Technical information
- Licensing authority: FCC
- Facility ID: 9908
- ERP: 450 kW
- HAAT: 298 m (978 ft)
- Transmitter coordinates: 43°45′5.1″N 85°12′46.2″W﻿ / ﻿43.751417°N 85.212833°W

Links
- Public license information: Public file; LMS;
- Website: www.wcmu.org

= WCMU-TV =

Television station in Mount Pleasant, Michigan

WCMU-TV (channel 14) is a PBS member television station in Mount Pleasant, Michigan, United States, owned by Central Michigan University. The station's studios are located at the Public Broadcast Center on the CMU campus on East Campus Drive in Mount Pleasant, and its transmitter is located 3 mi west of Barryton, Michigan.

WCMU-TV operates three satellite stations: WCMW (channel 21) in Manistee (with transmitter northeast of Ludington), WCMV (channel 27) in Cadillac (with transmitter east of Kalkaska), and WCML (channel 6) in Alpena (with transmitter north of Atlanta, Michigan). Collectively branded as WCMU Public Television, the four stations cover an area spanning three television markets and small portions of several others. They are sister stations to WCMU Public Radio under the WCMU Public Media umbrella.

The network's footprint extends into parts of four markets. Although Mount Pleasant is part of the Flint–Saginaw–Bay City market, WCMU Public Television is the PBS member for the Traverse City–Cadillac and Alpena markets, where most of its viewership is located.

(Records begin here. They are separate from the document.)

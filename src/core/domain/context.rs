//! Store context.
//!
//! One configuration section: where a store lives, which identity encrypts
//! it and how it syncs. The on-disk layout of a section is described by
//! [`SCHEMA`], an explicit ordered field list.

use std::path::PathBuf;

use crate::core::codec::Markers;
use crate::core::constants;

/// Settings of one independent store.
#[derive(Debug, Clone, PartialEq, Eq)]
pub struct StoreContext {
    /// Store root directory.
    pub path: String,
    /// GPG key id used to encrypt new and modified secrets.
    pub identity: String,
    pub username_marker: String,
    pub url_marker: String,
    pub sync_enabled: bool,
    pub sync_remote: String,
    pub sync_user: String,
    pub sync_email: String,
    pub sync_branch: String,
}

impl Default for StoreContext {
    fn default() -> Self {
        let mut ctx = Self {
            path: String::new(),
            identity: String::new(),
            username_marker: String::new(),
            url_marker: String::new(),
            sync_enabled: false,
            sync_remote: String::new(),
            sync_user: String::new(),
            sync_email: String::new(),
            sync_branch: String::new(),
        };
        for field in SCHEMA {
            field.write(&mut ctx, field.default);
        }
        ctx
    }
}

impl StoreContext {
    /// Store root as a path.
    pub fn root(&self) -> PathBuf {
        PathBuf::from(&self.path)
    }

    /// Line markers used by the record codec.
    pub fn markers(&self) -> Markers {
        Markers::new(&self.username_marker, &self.url_marker)
    }
}

/// How a field is stored in the configuration file.
#[derive(Debug, Clone, Copy, PartialEq, Eq)]
pub enum FieldKind {
    /// Read and written verbatim.
    Text,
    /// `True` / `False`; anything but an exact `True` reads as false.
    Flag,
}

/// One persisted field of a [`StoreContext`].
pub struct Field {
    /// Key in the configuration section.
    pub key: &'static str,
    pub kind: FieldKind,
    /// Raw default value, as it would appear in the file.
    pub default: &'static str,
    get: fn(&StoreContext) -> String,
    set: fn(&mut StoreContext, String),
}

impl Field {
    /// Raw value of this field in `ctx`.
    pub fn read(&self, ctx: &StoreContext) -> String {
        (self.get)(ctx)
    }

    /// Assign a raw value to this field in `ctx`.
    pub fn write(&self, ctx: &mut StoreContext, raw: &str) {
        (self.set)(ctx, raw.to_string())
    }
}

impl std::fmt::Debug for Field {
    fn fmt(&self, f: &mut std::fmt::Formatter<'_>) -> std::fmt::Result {
        f.debug_struct("Field")
            .field("key", &self.key)
            .field("kind", &self.kind)
            .field("default", &self.default)
            .finish()
    }
}

fn flag_to_raw(value: bool) -> String {
    if value {
        constants::TRUE_TOKEN.to_string()
    } else {
        constants::FALSE_TOKEN.to_string()
    }
}

fn raw_to_flag(raw: &str) -> bool {
    raw == constants::TRUE_TOKEN
}

/// Persisted fields, in file order.
///
/// Key names and alphabetical order match the files written by earlier
/// releases, so existing configuration files load unchanged.
pub const SCHEMA: &[Field] = &[
    Field {
        key: "gitbranch",
        kind: FieldKind::Text,
        default: constants::DEFAULT_BRANCH,
        get: |c| c.sync_branch.clone(),
        set: |c, v| c.sync_branch = v,
    },
    Field {
        key: "gitmail",
        kind: FieldKind::Text,
        default: "",
        get: |c| c.sync_email.clone(),
        set: |c, v| c.sync_email = v,
    },
    Field {
        key: "gitrepo",
        kind: FieldKind::Text,
        default: "",
        get: |c| c.sync_remote.clone(),
        set: |c, v| c.sync_remote = v,
    },
    Field {
        key: "gituser",
        kind: FieldKind::Text,
        default: "",
        get: |c| c.sync_user.clone(),
        set: |c, v| c.sync_user = v,
    },
    Field {
        key: "identity",
        kind: FieldKind::Text,
        default: "",
        get: |c| c.identity.clone(),
        set: |c, v| c.identity = v,
    },
    Field {
        key: "path",
        kind: FieldKind::Text,
        default: "",
        get: |c| c.path.clone(),
        set: |c, v| c.path = v,
    },
    Field {
        key: "sep_url",
        kind: FieldKind::Text,
        default: constants::DEFAULT_URL_MARKER,
        get: |c| c.url_marker.clone(),
        set: |c, v| c.url_marker = v,
    },
    Field {
        key: "sep_username",
        kind: FieldKind::Text,
        default: constants::DEFAULT_USERNAME_MARKER,
        get: |c| c.username_marker.clone(),
        set: |c, v| c.username_marker = v,
    },
    Field {
        key: "usegit",
        kind: FieldKind::Flag,
        default: constants::FALSE_TOKEN,
        get: |c| flag_to_raw(c.sync_enabled),
        set: |c, v| c.sync_enabled = raw_to_flag(&v),
    },
];

#[cfg(test)]
mod tests {
    use super::*;

    #[test]
    fn test_default_context_uses_schema_defaults() {
        let ctx = StoreContext::default();
        assert_eq!(ctx.sync_branch, "main");
        assert_eq!(ctx.username_marker, "└─ USERNAME :: ");
        assert_eq!(ctx.url_marker, "└─ URL      :: ");
        assert!(!ctx.sync_enabled);
        assert!(ctx.path.is_empty());
    }

    #[test]
    fn test_flag_requires_exact_true_token() {
        let field = SCHEMA.iter().find(|f| f.key == "usegit").unwrap();
        let mut ctx = StoreContext::default();
        field.write(&mut ctx, "True");
        assert!(ctx.sync_enabled);
        field.write(&mut ctx, "true");
        assert!(!ctx.sync_enabled);
        field.write(&mut ctx, "yes");
        assert!(!ctx.sync_enabled);
    }

    #[test]
    fn test_every_field_reads_back_what_it_wrote() {
        let mut ctx = StoreContext::default();
        for field in SCHEMA {
            let raw = match field.kind {
                FieldKind::Text => format!("value-of-{}", field.key),
                FieldKind::Flag => "True".to_string(),
            };
            field.write(&mut ctx, &raw);
            assert_eq!(field.read(&ctx), raw, "field {}", field.key);
        }
    }

    #[test]
    fn test_schema_keys_are_sorted_and_unique() {
        let keys: Vec<&str> = SCHEMA.iter().map(|f| f.key).collect();
        let mut sorted = keys.clone();
        sorted.sort();
        sorted.dedup();
        assert_eq!(keys, sorted);
    }
}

Its footprint also extends into parts of the Lansing and Grand Rapids–Kalamazoo–Battle Creek markets; WCMU-TV's transmitter is located in the Grand Rapids market.

==History==

WCMU came to the air on March 29, 1967. It expanded into a network in the mid-1970s and early 1980s. Its Manistee and Cadillac satellites brought over-the-air public television to Northern Michigan for the first time.

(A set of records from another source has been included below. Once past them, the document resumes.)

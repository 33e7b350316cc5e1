//! Test fixtures and constants.

/// Key id written to test contexts; matches no real keyring.
pub const TEST_KEY_ID: &str = "0123456789ABCDEF";

/// Content of seeded password files. Listing never decrypts.
pub const PLACEHOLDER_CIPHERTEXT: &str =
    "-----BEGIN PGP MESSAGE-----\n\nnot a real message\n-----END PGP MESSAGE-----\n";

/// A small store: two top-level files and two folders.
pub const STANDARD_TREE: &[&str] = &[
    "github.gpg",
    "gitlab.gpg",
    "home/",
    "home/router.gpg",
    "work/",
    "work/vpn.gpg",
    "work/jira.gpg",
];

In January 2010, WCMU-TV began airing 24 hours a day, and launched an HD feed.

===Acquisition of WFUM===
On October 27, 2009, it was announced that the CMU Board of Trustees approved a proposal for CMU to acquire Flint, Michigan's PBS member station, WFUM (later WCMZ-TV), from the University of Michigan–Flint for a maximum of $1 million. The sale was approved by the FCC, allowing the network's presence to expand further south, not only including Flint, but also Ann Arbor and into Metro Detroit. The network provided at least secondary over-the-air coverage from far Northern Emmet County to northern Monroe County. While WFUM was folded into the CMU Public Television network, CMU vowed to include Flint-area events and issues in its programming, as well as produce new programming that would originate from the region. CMU believed the acquisition of WFUM will increase its viewership from 2.2 million to 8 million. CMU originally hinted that the takeover of WFUM would begin in late November, but WCMU took over operations of WFUM on January 15, 2010. The FCC approved the sale of WFUM in March and CMU officially took over in May at which point the call letters were changed to WCMZ-TV.

On February 8, 2017, Central Michigan University announced it will sell WCMZ-TV in the FCC spectrum auction for $14 million, claiming its viewers are already able to watch PBS on other nearby affiliates, namely Delta College's WDCQ-TV. It signed off on April 23, 2018.

===WCML transmitter fire===
On February 28, 2024, a fire broke out at the WCML transmitter building in Montmorency Township, knocking out over-the-air PBS service to northeast Michigan, along with radio sister WCML-FM (91.7). The transmitter building was a total loss, and both stations would be off the air for several months as a complete rebuild of the site will be required. Cable carriage and streaming of both stations were not impacted by the outage. By March 9, WCMU updated their website, and the exact cause of the fire was unable to be determined.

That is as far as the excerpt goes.